------ AVAILABLE DATA ------
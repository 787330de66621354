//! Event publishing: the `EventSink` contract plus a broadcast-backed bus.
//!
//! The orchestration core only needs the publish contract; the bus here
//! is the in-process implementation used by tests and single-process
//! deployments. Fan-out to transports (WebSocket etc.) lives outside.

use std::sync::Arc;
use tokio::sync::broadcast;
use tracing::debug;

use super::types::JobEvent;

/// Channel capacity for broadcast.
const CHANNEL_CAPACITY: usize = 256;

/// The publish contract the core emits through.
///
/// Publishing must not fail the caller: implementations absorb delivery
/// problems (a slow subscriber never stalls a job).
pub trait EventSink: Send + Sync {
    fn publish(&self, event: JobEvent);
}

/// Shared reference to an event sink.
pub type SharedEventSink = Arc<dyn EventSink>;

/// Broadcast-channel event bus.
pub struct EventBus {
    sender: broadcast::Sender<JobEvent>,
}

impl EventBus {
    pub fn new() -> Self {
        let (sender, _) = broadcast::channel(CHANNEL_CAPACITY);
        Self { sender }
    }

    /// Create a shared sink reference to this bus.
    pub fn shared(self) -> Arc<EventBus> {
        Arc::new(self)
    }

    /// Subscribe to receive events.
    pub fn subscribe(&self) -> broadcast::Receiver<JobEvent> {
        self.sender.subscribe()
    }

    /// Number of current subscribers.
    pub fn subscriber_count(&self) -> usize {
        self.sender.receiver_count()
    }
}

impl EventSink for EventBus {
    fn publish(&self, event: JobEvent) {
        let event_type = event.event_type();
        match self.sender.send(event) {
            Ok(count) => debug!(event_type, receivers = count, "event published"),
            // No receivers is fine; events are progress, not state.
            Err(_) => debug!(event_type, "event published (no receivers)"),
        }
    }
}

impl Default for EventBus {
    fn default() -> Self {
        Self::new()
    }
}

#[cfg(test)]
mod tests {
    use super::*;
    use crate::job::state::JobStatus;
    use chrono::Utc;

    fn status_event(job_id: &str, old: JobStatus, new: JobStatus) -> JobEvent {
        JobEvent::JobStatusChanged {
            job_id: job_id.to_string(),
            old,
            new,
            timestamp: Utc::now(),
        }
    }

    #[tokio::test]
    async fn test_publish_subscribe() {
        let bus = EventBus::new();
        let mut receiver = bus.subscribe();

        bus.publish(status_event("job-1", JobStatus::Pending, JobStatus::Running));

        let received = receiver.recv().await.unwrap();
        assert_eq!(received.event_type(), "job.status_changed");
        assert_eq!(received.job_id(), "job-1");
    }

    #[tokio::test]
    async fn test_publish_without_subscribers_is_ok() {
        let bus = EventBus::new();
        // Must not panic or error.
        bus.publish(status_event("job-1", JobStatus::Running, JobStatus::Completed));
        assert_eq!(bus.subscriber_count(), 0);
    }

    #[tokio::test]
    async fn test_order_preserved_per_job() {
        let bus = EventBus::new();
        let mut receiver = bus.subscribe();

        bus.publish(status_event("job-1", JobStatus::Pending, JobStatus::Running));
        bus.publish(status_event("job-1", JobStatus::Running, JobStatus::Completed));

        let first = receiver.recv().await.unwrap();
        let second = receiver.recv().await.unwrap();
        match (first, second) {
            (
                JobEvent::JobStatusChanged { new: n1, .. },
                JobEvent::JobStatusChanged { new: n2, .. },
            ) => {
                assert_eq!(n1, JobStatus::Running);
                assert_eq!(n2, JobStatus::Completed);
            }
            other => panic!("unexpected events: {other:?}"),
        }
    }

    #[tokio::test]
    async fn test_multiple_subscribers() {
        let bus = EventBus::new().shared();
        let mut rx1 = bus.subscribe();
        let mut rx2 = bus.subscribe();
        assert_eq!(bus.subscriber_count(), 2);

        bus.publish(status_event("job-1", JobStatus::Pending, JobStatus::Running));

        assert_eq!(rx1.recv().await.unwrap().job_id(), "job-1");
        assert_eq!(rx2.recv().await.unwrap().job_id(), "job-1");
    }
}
------
------ AVAILABLE DATA ------
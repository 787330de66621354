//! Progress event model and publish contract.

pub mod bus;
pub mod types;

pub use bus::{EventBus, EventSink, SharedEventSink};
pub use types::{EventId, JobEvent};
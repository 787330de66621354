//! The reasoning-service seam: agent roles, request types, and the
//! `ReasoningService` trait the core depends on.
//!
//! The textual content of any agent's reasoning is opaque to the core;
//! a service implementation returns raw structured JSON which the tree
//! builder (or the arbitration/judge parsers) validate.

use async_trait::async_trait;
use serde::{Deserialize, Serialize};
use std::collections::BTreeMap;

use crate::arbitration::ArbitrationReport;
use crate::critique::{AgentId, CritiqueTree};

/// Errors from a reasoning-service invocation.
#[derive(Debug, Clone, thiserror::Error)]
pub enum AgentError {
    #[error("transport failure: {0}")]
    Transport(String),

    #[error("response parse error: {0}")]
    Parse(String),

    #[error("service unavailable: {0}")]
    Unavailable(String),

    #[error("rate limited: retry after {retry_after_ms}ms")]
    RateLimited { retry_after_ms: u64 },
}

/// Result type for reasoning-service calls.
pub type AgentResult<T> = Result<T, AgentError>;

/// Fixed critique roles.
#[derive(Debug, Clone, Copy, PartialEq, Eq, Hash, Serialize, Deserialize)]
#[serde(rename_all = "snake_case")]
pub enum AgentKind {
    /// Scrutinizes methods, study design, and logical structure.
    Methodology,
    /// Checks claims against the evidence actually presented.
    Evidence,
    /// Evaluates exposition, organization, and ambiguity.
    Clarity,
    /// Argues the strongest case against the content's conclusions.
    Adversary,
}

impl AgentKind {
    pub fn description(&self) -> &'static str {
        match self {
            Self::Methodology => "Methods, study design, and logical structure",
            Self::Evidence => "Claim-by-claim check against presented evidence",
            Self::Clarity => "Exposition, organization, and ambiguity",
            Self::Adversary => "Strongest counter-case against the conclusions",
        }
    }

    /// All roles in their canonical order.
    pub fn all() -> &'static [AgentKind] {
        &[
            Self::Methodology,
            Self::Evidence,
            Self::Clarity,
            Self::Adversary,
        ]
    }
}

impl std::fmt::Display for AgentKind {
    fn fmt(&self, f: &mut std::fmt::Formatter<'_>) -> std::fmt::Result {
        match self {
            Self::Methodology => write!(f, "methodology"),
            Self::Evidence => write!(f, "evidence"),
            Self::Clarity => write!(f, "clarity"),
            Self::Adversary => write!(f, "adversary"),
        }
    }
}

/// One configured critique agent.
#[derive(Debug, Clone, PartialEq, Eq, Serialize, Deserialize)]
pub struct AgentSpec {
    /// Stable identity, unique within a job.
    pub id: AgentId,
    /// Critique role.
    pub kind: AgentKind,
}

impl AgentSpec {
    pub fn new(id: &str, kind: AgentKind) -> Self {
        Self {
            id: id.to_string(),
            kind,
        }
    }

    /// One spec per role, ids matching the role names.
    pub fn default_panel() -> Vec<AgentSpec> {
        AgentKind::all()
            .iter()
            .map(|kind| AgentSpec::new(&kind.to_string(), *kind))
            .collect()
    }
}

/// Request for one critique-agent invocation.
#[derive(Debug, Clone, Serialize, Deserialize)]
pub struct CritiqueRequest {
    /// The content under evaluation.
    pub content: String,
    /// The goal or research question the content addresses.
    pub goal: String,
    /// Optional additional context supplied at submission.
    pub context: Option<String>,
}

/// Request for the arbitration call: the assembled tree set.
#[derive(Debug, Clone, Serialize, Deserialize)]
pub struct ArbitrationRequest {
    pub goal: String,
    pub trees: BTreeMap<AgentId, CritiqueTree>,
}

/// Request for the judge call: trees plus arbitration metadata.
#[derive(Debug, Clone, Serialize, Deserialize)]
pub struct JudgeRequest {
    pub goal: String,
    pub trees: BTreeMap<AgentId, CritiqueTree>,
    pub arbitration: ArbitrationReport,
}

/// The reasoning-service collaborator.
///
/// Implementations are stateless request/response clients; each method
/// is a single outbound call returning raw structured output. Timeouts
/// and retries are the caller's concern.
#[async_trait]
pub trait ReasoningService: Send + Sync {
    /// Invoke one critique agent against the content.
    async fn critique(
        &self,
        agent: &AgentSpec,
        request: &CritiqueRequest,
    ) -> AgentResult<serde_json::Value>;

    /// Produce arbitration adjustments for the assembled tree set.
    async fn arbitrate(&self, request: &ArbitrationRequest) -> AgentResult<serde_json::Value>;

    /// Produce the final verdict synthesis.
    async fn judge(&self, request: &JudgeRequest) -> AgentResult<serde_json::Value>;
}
------
------ AVAILABLE DATA ------
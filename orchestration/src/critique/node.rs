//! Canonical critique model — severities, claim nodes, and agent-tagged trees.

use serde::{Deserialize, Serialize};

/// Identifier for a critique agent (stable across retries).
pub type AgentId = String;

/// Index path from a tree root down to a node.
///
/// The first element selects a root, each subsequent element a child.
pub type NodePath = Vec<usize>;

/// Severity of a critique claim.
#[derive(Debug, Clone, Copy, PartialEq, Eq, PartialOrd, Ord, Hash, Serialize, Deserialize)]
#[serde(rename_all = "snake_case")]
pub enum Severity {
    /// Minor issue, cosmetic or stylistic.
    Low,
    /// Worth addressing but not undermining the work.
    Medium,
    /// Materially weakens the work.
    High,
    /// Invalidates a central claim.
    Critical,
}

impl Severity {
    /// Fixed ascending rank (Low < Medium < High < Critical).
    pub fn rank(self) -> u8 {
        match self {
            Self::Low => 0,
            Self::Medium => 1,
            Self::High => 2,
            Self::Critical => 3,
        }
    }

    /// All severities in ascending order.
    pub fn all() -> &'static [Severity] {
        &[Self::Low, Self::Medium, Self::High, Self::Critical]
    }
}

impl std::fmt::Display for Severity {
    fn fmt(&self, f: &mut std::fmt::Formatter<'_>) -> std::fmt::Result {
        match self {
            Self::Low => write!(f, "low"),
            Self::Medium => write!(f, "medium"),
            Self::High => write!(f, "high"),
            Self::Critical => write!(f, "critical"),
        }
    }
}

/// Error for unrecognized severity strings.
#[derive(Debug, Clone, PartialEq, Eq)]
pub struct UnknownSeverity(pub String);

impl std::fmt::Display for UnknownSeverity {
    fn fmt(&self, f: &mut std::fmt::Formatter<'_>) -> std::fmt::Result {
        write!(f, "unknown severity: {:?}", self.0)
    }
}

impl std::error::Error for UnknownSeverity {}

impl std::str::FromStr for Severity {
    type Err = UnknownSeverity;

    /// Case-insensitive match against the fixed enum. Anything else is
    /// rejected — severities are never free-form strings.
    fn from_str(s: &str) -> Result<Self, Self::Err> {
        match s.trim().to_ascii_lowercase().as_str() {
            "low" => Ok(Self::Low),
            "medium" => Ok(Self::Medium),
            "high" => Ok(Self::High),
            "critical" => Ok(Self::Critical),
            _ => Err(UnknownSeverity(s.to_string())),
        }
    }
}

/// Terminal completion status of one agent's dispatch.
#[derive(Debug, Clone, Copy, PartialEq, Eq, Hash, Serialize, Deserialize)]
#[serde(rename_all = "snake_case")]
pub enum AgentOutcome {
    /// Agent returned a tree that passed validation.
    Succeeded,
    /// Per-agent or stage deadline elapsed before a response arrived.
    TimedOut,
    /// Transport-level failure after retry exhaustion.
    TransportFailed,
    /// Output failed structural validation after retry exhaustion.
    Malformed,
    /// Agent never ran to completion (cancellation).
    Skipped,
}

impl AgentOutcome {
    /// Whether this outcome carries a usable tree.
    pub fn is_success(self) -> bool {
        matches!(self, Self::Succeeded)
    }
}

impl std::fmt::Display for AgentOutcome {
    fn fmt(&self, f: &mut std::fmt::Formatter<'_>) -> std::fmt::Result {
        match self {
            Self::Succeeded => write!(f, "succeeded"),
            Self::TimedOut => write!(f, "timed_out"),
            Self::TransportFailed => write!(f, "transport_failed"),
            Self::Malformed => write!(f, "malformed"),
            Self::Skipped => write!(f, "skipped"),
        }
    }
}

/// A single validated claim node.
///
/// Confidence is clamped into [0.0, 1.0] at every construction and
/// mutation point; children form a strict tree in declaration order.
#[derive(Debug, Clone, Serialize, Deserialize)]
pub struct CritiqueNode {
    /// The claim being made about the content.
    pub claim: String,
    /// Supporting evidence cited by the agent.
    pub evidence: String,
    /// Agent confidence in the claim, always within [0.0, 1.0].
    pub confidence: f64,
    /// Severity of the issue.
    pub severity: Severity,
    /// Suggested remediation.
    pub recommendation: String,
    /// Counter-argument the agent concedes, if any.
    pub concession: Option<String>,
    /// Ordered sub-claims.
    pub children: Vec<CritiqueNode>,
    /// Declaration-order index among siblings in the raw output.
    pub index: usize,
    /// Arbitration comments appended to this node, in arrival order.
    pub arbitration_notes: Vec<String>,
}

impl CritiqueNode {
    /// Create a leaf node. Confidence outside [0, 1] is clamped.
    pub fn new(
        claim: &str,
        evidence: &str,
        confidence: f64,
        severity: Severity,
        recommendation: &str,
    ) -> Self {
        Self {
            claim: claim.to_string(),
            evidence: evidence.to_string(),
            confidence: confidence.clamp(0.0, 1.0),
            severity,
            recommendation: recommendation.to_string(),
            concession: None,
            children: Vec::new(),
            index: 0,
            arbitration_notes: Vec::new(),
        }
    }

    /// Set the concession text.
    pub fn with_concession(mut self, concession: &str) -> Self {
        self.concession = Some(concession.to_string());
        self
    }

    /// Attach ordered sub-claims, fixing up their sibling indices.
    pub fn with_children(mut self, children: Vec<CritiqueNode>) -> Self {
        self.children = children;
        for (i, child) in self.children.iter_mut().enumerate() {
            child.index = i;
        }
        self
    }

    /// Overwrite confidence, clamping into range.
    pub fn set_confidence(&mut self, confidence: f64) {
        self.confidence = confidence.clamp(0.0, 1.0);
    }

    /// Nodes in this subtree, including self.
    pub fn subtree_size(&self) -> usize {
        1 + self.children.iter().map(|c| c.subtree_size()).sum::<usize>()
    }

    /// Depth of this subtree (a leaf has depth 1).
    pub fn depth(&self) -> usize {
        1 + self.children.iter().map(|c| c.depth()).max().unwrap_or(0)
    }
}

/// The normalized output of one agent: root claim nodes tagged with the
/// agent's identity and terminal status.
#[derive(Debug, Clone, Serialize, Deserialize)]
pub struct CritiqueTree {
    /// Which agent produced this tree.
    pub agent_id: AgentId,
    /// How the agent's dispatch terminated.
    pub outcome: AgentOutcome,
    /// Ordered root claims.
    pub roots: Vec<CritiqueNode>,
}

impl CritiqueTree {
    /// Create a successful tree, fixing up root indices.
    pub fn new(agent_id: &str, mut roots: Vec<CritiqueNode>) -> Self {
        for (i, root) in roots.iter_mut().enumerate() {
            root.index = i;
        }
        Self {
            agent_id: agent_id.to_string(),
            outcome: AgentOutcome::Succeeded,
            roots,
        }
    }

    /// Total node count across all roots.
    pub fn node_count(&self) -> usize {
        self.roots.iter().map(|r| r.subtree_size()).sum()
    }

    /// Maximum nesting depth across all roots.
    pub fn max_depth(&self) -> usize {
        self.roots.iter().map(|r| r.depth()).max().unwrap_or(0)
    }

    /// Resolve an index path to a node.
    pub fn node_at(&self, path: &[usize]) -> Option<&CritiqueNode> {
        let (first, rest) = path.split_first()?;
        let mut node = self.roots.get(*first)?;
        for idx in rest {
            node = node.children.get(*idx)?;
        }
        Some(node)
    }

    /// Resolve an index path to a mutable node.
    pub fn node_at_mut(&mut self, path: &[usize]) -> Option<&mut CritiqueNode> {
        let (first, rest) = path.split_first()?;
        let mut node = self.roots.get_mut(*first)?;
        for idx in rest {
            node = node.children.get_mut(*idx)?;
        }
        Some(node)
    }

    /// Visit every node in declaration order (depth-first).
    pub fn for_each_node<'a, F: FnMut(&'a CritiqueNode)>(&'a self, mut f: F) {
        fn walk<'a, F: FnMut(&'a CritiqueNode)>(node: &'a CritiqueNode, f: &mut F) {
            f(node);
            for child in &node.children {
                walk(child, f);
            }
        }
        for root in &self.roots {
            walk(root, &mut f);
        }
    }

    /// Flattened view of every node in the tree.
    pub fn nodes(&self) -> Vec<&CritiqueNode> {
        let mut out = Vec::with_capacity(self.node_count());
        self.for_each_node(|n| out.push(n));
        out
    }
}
------
TASK INSTRUCTIONS
Where does the string "recv" appear in the records above? Show every line that holds it.

EXERCISE SOLUTION
        let received = receiver.recv().await.unwrap();
        let first = receiver.recv().await.unwrap();
        let second = receiver.recv().await.unwrap();
        assert_eq!(rx1.recv().await.unwrap().job_id(), "job-1");
        assert_eq!(rx2.recv().await.unwrap().job_id(), "job-1");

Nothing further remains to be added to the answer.